WHEREAS, the Company and the Executive wish to clarify the scope of the Non-Disclosure Provision.


NOW, THEREFORE, in consideration of the mutual covenants of the Executive and the Company and of the Executive's continued employment with the Company, the parties agree as follows:


1.Amendment of Section 8 of the Agreement.  Section 8 of the Agreement is deleted in its entirety and replaced with the italicized language set forth below.

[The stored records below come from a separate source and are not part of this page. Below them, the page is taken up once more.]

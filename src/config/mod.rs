//! Configuration management subsystem.
//!
//! # Data Flow
//! ```text
//! config file (TOML)
//!     → loader.rs (parse & deserialize)
//!     → validation.rs (semantic checks)
//!     → ServiceConfig (validated, immutable)
//!     → handed to HttpServer, which builds the cache, deduplicator and client
//! ```
//!
//! # Design Decisions
//! - Config is immutable once loaded; changes require a restart
//! - All fields have defaults to allow minimal configs
//! - Validation separates syntactic (serde) from semantic checks

pub mod loader;
pub mod schema;
pub mod validation;

pub use loader::{load_config, parse_config, ConfigError};
pub use schema::{
    CacheConfig, DefaultResourceConfig, ListenerConfig, ObservabilityConfig, ServiceConfig,
    TimeoutConfig, UpstreamConfig,
};
pub use validation::{validate_config, ValidationError};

(a) In addition to any obligation regarding Inventions, the Executive acknowledges that the trade secrets and confidential and proprietary information of the Company, its subsidiaries and affiliates, including without limitation:


(i) unpublished information concerning:

(A) research activities and plans,

(B) marketing or sales plans,

(C) pricing or pricing strategies,

(D) operational techniques, and

(E) strategic plans;


(ii) unpublished financial information, including information concerning revenues, profits and profit margins;


(iii) internal confidential manuals; and


(iv) any "material inside information" as such phrase is used for purposes of the Securities Exchange Act of 1934, as amended; all constitute valuable, special and unique information of the Company, its subsidiaries and affiliates.  In recognition of this fact, the Executive agrees that the Executive will not disclose any such trade secrets or confidential or proprietary information (except (A) information which becomes publicly available without violation of this Agreement, (B)

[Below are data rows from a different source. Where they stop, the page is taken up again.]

//! Volume and mute
//!
//! Volume is read and written on the device's two preferred stereo channels;
//! mute on the main element of the role's scope. Toggling mute reads the
//! flag and writes back its inverse, which is not atomic with respect to
//! other processes changing it in between.

use std::str::FromStr;
use tracing::{debug, info};

use crate::audio::AudioSystem;
use crate::device::{MuteAction, Role, Volume};
use crate::error::{AudioError, Result};
use crate::hal::{self, AudioHardware, ObjectId, PropertyAddress};

impl<H: AudioHardware> AudioSystem<H> {
    /// Element numbers of the left and right channels, in the given scope
    fn stereo_channels(&self, device: ObjectId, scope: u32) -> Option<[u32; 2]> {
        let address = PropertyAddress::scoped(hal::SELECTOR_PREFERRED_STEREO_CHANNELS, scope);
        match hal::read_u32_list(self.hardware(), device, &address) {
            Ok(channels) => match channels.as_slice() {
                &[left, right] => Some([left, right]),
                other => {
                    debug!("Device {} reports {} stereo channels", device, other.len());
                    None
                }
            },
            Err(status) => {
                debug!("No stereo channel mapping on device {}: {}", device, status);
                None
            }
        }
    }

    /// Scalar volume of the device's stereo pair
    ///
    /// Devices without a channel mapping or scalar volume report
    /// [`Volume::Unsupported`] instead of failing.
    pub fn get_volume(&self, device: ObjectId) -> Volume {
        let Some(scope) = self.classify(device).scope() else {
            return Volume::Unsupported;
        };
        let Some([left_channel, right_channel]) = self.stereo_channels(device, scope) else {
            return Volume::Unsupported;
        };

        let read = |channel| {
            let address = PropertyAddress::new(hal::SELECTOR_VOLUME_SCALAR, scope, channel);
            hal::read_f32(self.hardware(), device, &address)
        };
        match (read(left_channel), read(right_channel)) {
            (Ok(left), Ok(right)) => Volume::Stereo { left, right },
            _ => Volume::Unsupported,
        }
    }

    /// Write scalar volume to both stereo channels
    ///
    /// Both channels are attempted even if the first write fails.
    ///
    /// # Errors
    /// Returns `Unsupported` if the device has no stereo channel mapping and
    /// a platform error if either channel write is rejected.
    pub fn set_volume(&self, device: ObjectId, left: f32, right: f32) -> Result<()> {
        let role = self.classify(device);
        let unsupported = AudioError::Unsupported {
            operation: "Setting volume",
            role,
        };
        let Some(scope) = role.scope() else {
            return Err(unsupported);
        };
        let Some([left_channel, right_channel]) = self.stereo_channels(device, scope) else {
            return Err(unsupported);
        };

        let write = |channel, value| {
            let address = PropertyAddress::new(hal::SELECTOR_VOLUME_SCALAR, scope, channel);
            hal::write_f32(self.hardware(), device, &address, value)
                .map_err(|status| AudioError::write(address, device, status))
        };
        let left_result = write(left_channel, left);
        let right_result = write(right_channel, right);
        left_result?;
        right_result?;

        info!("Set volume of device {} to {:.2},{:.2}", device, left, right);
        Ok(())
    }

    fn mute_address(role: Role) -> Result<PropertyAddress> {
        match role.scope() {
            Some(scope) if role.supports_mute() => {
                Ok(PropertyAddress::scoped(hal::SELECTOR_MUTE, scope))
            }
            _ => Err(AudioError::Unsupported {
                operation: "Muting",
                role,
            }),
        }
    }

    /// Current default device for `role` and the address of its mute flag
    fn mute_target(&self, role: Role) -> Result<(ObjectId, PropertyAddress)> {
        let address = Self::mute_address(role)?;
        let device = self.find_current(role)?;
        if !self.hardware().has_property(device, &address) {
            debug!("Device {} has no mute control", device);
            return Err(AudioError::Unsupported {
                operation: "Muting",
                role,
            });
        }
        Ok((device, address))
    }

    /// Mute flag of the current default device for `role`
    ///
    /// # Errors
    /// Returns `Unsupported` for system output, wildcard roles and devices
    /// without a mute control, `NotFound` if no device is selected, and a
    /// platform error if the read fails.
    pub fn mute_state(&self, role: Role) -> Result<bool> {
        let (device, address) = self.mute_target(role)?;
        hal::read_u32(self.hardware(), device, &address)
            .map(|flag| flag != 0)
            .map_err(|status| AudioError::read(address, device, status))
    }

    /// Apply `action` to the current default device for `role`
    ///
    /// Returns the device that was changed and the mute flag written to it.
    ///
    /// # Errors
    /// Returns `Unsupported` for system output, wildcard roles and devices
    /// without a mute control, `NotFound` if no device is selected, and a
    /// platform error if the read or write fails.
    pub fn set_mute(&self, role: Role, action: MuteAction) -> Result<(ObjectId, bool)> {
        let (device, address) = self.mute_target(role)?;

        let muted = match action {
            MuteAction::Toggle => {
                let current = hal::read_u32(self.hardware(), device, &address)
                    .map_err(|status| AudioError::read(address, device, status))?;
                current == 0
            }
            other => other.apply(false),
        };

        hal::write_u32(self.hardware(), device, &address, u32::from(muted))
            .map_err(|status| AudioError::write(address, device, status))?;
        info!(
            "{} {} device {}",
            if muted { "Muted" } else { "Unmuted" },
            role,
            device
        );
        Ok((device, muted))
    }
}

// ============================================================================
// Volume spec parsing (`id=left,right[:id=left,right...]`)
// ============================================================================

/// One `id=left,right` entry
#[derive(Debug, Clone, Copy, PartialEq)]
pub struct VolumeSetting {
    pub id: ObjectId,
    pub left: f32,
    pub right: f32,
}

fn parse_level(text: &str, entry: &str) -> Result<f32> {
    let level: f32 = text.trim().parse().map_err(|_| {
        AudioError::InvalidArgument(format!("Invalid volume level \"{text}\" in \"{entry}\""))
    })?;
    if !(0.0..=1.0).contains(&level) {
        return Err(AudioError::InvalidArgument(format!(
            "Volume level {level} in \"{entry}\" is outside 0.0-1.0"
        )));
    }
    Ok(level)
}

impl FromStr for VolumeSetting {
    type Err = AudioError;

    fn from_str(entry: &str) -> Result<Self> {
        let malformed = || {
            AudioError::InvalidArgument(format!(
                "Invalid volume setting \"{entry}\", expected id=left,right"
            ))
        };

        let (id, levels) = entry.split_once('=').ok_or_else(malformed)?;
        let (left, right) = levels.split_once(',').ok_or_else(malformed)?;
        let id = id.trim().parse().map_err(|_| malformed())?;

        Ok(Self {
            id,
            left: parse_level(left, entry)?,
            right: parse_level(right, entry)?,
        })
    }
}

/// Every entry of a `-e` argument, in the order given
#[derive(Debug, Clone, PartialEq)]
pub struct VolumeSpec(pub Vec<VolumeSetting>);

impl FromStr for VolumeSpec {
    type Err = AudioError;

    fn from_str(spec: &str) -> Result<Self> {
        if spec.trim().is_empty() {
            return Err(AudioError::InvalidArgument(
                "Empty volume specification".to_string(),
            ));
        }
        spec.split(':')
            .map(str::parse::<VolumeSetting>)
            .collect::<Result<Vec<_>>>()
            .map(VolumeSpec)
    }
}

#[cfg(test)]
mod tests {
    use super::*;
    use crate::hal::{SCOPE_INPUT, SCOPE_OUTPUT};
    use crate::memory::{FakeDevice, MemoryHardware};
    use pretty_assertions::assert_eq;
    use rstest::{fixture, rstest};
    use test_case::test_case;

    #[fixture]
    fn system() -> AudioSystem<MemoryHardware> {
        let hw = MemoryHardware::new();
        hw.add_device(FakeDevice::output(10, "Speakers", "spk"));
        hw.add_device(FakeDevice::input(20, "Microphone", "mic"));
        hw.add_device(FakeDevice::output(30, "HDMI", "hdmi"));
        hw.add_stereo_volume(10, SCOPE_OUTPUT, 0.5, 0.5);
        hw.add_stereo_volume(20, SCOPE_INPUT, 0.8, 0.8);
        hw.add_mute(10, SCOPE_OUTPUT, false);
        hw.add_mute(20, SCOPE_INPUT, true);
        hw.set_default(Role::Output, 10);
        hw.set_default(Role::SystemOutput, 10);
        hw.set_default(Role::Input, 20);
        AudioSystem::new(hw)
    }

    fn assert_stereo(volume: Volume, left: f32, right: f32) {
        match volume {
            Volume::Stereo { left: l, right: r } => {
                assert!((l - left).abs() < 1e-6, "left {l} != {left}");
                assert!((r - right).abs() < 1e-6, "right {r} != {right}");
            }
            Volume::Unsupported => panic!("expected stereo volume"),
        }
    }

    #[rstest]
    fn test_get_volume_reads_both_channels(system: AudioSystem<MemoryHardware>) {
        assert_stereo(system.get_volume(10), 0.5, 0.5);
        assert_stereo(system.get_volume(20), 0.8, 0.8);
    }

    #[rstest]
    fn test_volume_round_trip(system: AudioSystem<MemoryHardware>) {
        system.set_volume(10, 0.25, 0.75).unwrap();
        assert_stereo(system.get_volume(10), 0.25, 0.75);
    }

    #[rstest]
    fn test_volume_without_channel_mapping_is_unsupported(system: AudioSystem<MemoryHardware>) {
        assert_eq!(system.get_volume(30), Volume::Unsupported);
        assert!(matches!(
            system.set_volume(30, 0.5, 0.5),
            Err(AudioError::Unsupported { .. })
        ));
    }

    #[rstest]
    fn test_set_volume_failure_is_reported(system: AudioSystem<MemoryHardware>) {
        system
            .hardware()
            .fail_writes(10, hal::SELECTOR_VOLUME_SCALAR);
        assert!(matches!(
            system.set_volume(10, 0.1, 0.1),
            Err(AudioError::Platform { .. })
        ));
        assert_stereo(system.get_volume(10), 0.5, 0.5);
    }

    #[rstest]
    fn test_toggle_twice_restores_state(system: AudioSystem<MemoryHardware>) {
        let before = system.mute_state(Role::Output).unwrap();
        assert_eq!(
            system.set_mute(Role::Output, MuteAction::Toggle).unwrap(),
            (10, true)
        );
        assert_eq!(system.mute_state(Role::Output).unwrap(), !before);
        system.set_mute(Role::Output, MuteAction::Toggle).unwrap();
        assert_eq!(system.mute_state(Role::Output).unwrap(), before);
    }

    #[rstest]
    fn test_mute_and_unmute(system: AudioSystem<MemoryHardware>) {
        assert_eq!(
            system.set_mute(Role::Input, MuteAction::Unmute).unwrap(),
            (20, false)
        );
        assert_eq!(system.hardware().mute_state(20, SCOPE_INPUT), Some(false));
        assert_eq!(
            system.set_mute(Role::Input, MuteAction::Mute).unwrap(),
            (20, true)
        );
        assert_eq!(system.hardware().mute_state(20, SCOPE_INPUT), Some(true));
    }

    #[rstest]
    #[case(Role::SystemOutput)]
    #[case(Role::All)]
    fn test_mute_unsupported_roles(system: AudioSystem<MemoryHardware>, #[case] role: Role) {
        assert!(matches!(
            system.set_mute(role, MuteAction::Mute),
            Err(AudioError::Unsupported { .. })
        ));
    }

    #[rstest]
    fn test_mute_on_device_without_mute_control(system: AudioSystem<MemoryHardware>) {
        system.hardware().set_default(Role::Output, 30);
        assert!(matches!(
            system.set_mute(Role::Output, MuteAction::Toggle),
            Err(AudioError::Unsupported { .. })
        ));
    }

    #[rstest]
    fn test_mute_without_current_device(system: AudioSystem<MemoryHardware>) {
        system.hardware().set_default(Role::Output, hal::UNKNOWN_OBJECT);
        assert!(matches!(
            system.set_mute(Role::Output, MuteAction::Toggle),
            Err(AudioError::NotFound { .. })
        ));
    }

    #[test]
    fn test_parse_volume_spec_multiple_entries() {
        let spec: VolumeSpec = "73=0.5,0.25:81=1,0".parse().unwrap();
        assert_eq!(
            spec.0,
            vec![
                VolumeSetting {
                    id: 73,
                    left: 0.5,
                    right: 0.25
                },
                VolumeSetting {
                    id: 81,
                    left: 1.0,
                    right: 0.0
                },
            ]
        );
    }

    #[test_case("" ; "empty")]
    #[test_case("73" ; "missing levels")]
    #[test_case("73=0.5" ; "missing right channel")]
    #[test_case("x=0.5,0.5" ; "non numeric id")]
    #[test_case("73=loud,0.5" ; "non numeric level")]
    #[test_case("73=1.5,0.5" ; "level above range")]
    #[test_case("73=0.5,-0.1" ; "level below range")]
    #[test_case("73=0.5,0.5:" ; "trailing separator")]
    fn test_parse_volume_spec_rejects(spec: &str) {
        assert!(matches!(
            spec.parse::<VolumeSpec>(),
            Err(AudioError::InvalidArgument(_))
        ));
    }
}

information of which the Executive, prior to disclosure by the Executive, did not know and should not have known was disclosed to the Executive by a third party in violation of any other person's confidentiality or fiduciary obligation, (C) disclosure required in connection with any legal process (provided the Executive promptly gives the Company written notice of any legal process seeking to compel such disclosure and reasonably cooperates in the Company’s attempt to eliminate or limit the scope of such disclosure) and (D) disclosure while employed by the Company which the Executive reasonably and in good faith believes to be in or not opposed to the interests of the Company) to any person, firm, corporation, association or other entity, for any reason or purpose whatsoever, nor shall the Executive make use of any such information for the benefit of any person, firm, corporation or other entity except on behalf of the Company, its subsidiaries and affiliates.

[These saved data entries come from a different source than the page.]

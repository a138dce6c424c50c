//! audioswitch binary entry point
//!
//! Parses arguments, sets up logging and hands the selected action to the
//! platform backend.

use audioswitch::cli::Args;
use audioswitch::style::{self, SwitchStyle};
use clap::{CommandFactory, Parser};
use color_eyre::eyre::Result;
use std::io::{self, IsTerminal, Write};
use std::process::ExitCode;

/// Initialize logging
///
/// Diagnostics go to stderr so stdout stays parseable. `RUST_LOG` overrides
/// the default `warn` level.
fn init_logging() {
    tracing_subscriber::fmt()
        .with_env_filter(
            tracing_subscriber::EnvFilter::try_from_default_env()
                .unwrap_or_else(|_| tracing_subscriber::EnvFilter::new("warn")),
        )
        .with_writer(io::stderr)
        .init();
}

#[cfg(target_os = "macos")]
fn execute(args: &Args, out: &mut dyn Write) -> Result<()> {
    let system = audioswitch::AudioSystem::new(audioswitch::coreaudio::CoreAudio);
    audioswitch::commands::run(&system, args, out)
}

#[cfg(not(target_os = "macos"))]
fn execute(_args: &Args, _out: &mut dyn Write) -> Result<()> {
    Err(audioswitch::AudioError::PlatformUnavailable.into())
}

fn main() -> Result<ExitCode> {
    color_eyre::install()?;

    let args = match Args::try_parse() {
        Ok(args) => args,
        Err(e) if e.use_stderr() => {
            // Usage errors are failures like any other: stdout, status 1
            write!(io::stdout(), "{}", e.render())?;
            return Ok(ExitCode::FAILURE);
        }
        Err(e) => {
            // --help and --version
            e.print()?;
            return Ok(ExitCode::SUCCESS);
        }
    };

    init_logging();
    style::set_color_enabled(io::stdout().is_terminal());

    let stdout = io::stdout();
    let mut out = stdout.lock();

    if args.action().is_none() {
        writeln!(out, "Please specify audio device.")?;
        writeln!(out, "{}", Args::command().render_help())?;
        return Ok(ExitCode::FAILURE);
    }

    match execute(&args, &mut out) {
        Ok(()) => Ok(ExitCode::SUCCESS),
        Err(e) => {
            writeln!(out, "{}", format!("{e:#}").error())?;
            Ok(ExitCode::FAILURE)
        }
    }
}
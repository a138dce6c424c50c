//! Error types
//!
//! Every failure the tool reports falls in one of these categories; all of
//! them end the process with exit status 1.

use thiserror::Error;

use crate::device::Role;
use crate::hal::{ObjectId, OsStatus, PropertyAddress};

#[derive(Debug, Error)]
pub enum AudioError {
    /// Unusable flag value; nothing was changed
    #[error("{0}")]
    InvalidArgument(String),

    /// No device of the role matched the selector; nothing was changed
    #[error("Could not find an audio device {selector} of type {role}.  Nothing was changed.")]
    NotFound { selector: String, role: Role },

    /// A property get or set was rejected by the platform
    #[error("Failed {operation} {address} on device {object} (status {status})")]
    Platform {
        operation: &'static str,
        address: PropertyAddress,
        object: ObjectId,
        status: OsStatus,
    },

    /// The operation has no meaning for the role or device
    #[error("{operation} is not supported for {role} devices")]
    Unsupported { operation: &'static str, role: Role },

    /// Some sub-operations of a batch failed; the successful ones stand
    #[error("{failed} of {attempted} operations failed")]
    PartialFailure { failed: usize, attempted: usize },

    /// No audio property service exists on this operating system
    #[error("Audio device control is not available on this platform")]
    PlatformUnavailable,
}

impl AudioError {
    pub(crate) fn read(address: PropertyAddress, object: ObjectId, status: OsStatus) -> Self {
        AudioError::Platform {
            operation: "reading",
            address,
            object,
            status,
        }
    }

    pub(crate) fn write(address: PropertyAddress, object: ObjectId, status: OsStatus) -> Self {
        AudioError::Platform {
            operation: "writing",
            address,
            object,
            status,
        }
    }

    pub(crate) fn not_found(selector: impl Into<String>, role: Role) -> Self {
        AudioError::NotFound {
            selector: selector.into(),
            role,
        }
    }
}

pub type Result<T, E = AudioError> = std::result::Result<T, E>;

#[cfg(test)]
mod tests {
    use super::*;
    use crate::hal::{SCOPE_GLOBAL, SELECTOR_DEFAULT_OUTPUT_DEVICE};

    #[test]
    fn test_not_found_message_names_selector_and_role() {
        let err = AudioError::not_found("named \"Speakers\"", Role::Input);
        assert_eq!(
            err.to_string(),
            "Could not find an audio device named \"Speakers\" of type input.  Nothing was changed."
        );
    }

    #[test]
    fn test_platform_message_includes_status() {
        let address = PropertyAddress::new(SELECTOR_DEFAULT_OUTPUT_DEVICE, SCOPE_GLOBAL, 0);
        let err = AudioError::write(address, 1, OsStatus(-50));
        assert_eq!(
            err.to_string(),
            "Failed writing 'dOut'/'glob'/0 on device 1 (status -50)"
        );
    }
}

(b)(i) Nothing in this Agreement shall prohibit or restrict the Executive from initiating communications directly with, responding to any inquiries from, providing testimony before, providing confidential information to, reporting possible violations of law or regulation to, or filing a claim or assisting with an investigation directly with a government agency or entity or a self-regulatory authority, or from making other disclosures that are protected under the whistleblower provisions of any applicable law or regulation.  The Executive need not notify the Company that the Executive is engaging in the activities described in the preceding sentence.  However, if the Executive is required by law to disclose confidential information, other than to a government agency or entity or a self-regulatory authority, the Executive shall give prompt written notice to the General Counsel of the Company and shall otherwise comply with the requirements of subsection (a)(iv)(C) above. Notwithstanding the foregoing, under no circumstance will the Executive be authorized to disclose any information covered by attorney-client privilege or attorney work product of the Company or any of its subsidiaries without prior written consent of the Company’s General Counsel or other Executive designated by the Board of Directors of the Company.


(ii) The Executive has been advised that the U.S. Defend Trade Secrets Act of 2016 provides criminal and civil immunity to U.S. federal and state claims for trade secret misappropriation to individuals who disclose a trade secret to their attorney, a court, or a government official in certain confidential circumstances that are set forth in 18 U.S.C. §§ 1833(b)(1) and 1833(b)(2) related to the reporting or investigation of a suspected violation of the law, or in connection with a lawsuit for retaliation for reporting a suspected violation of the law.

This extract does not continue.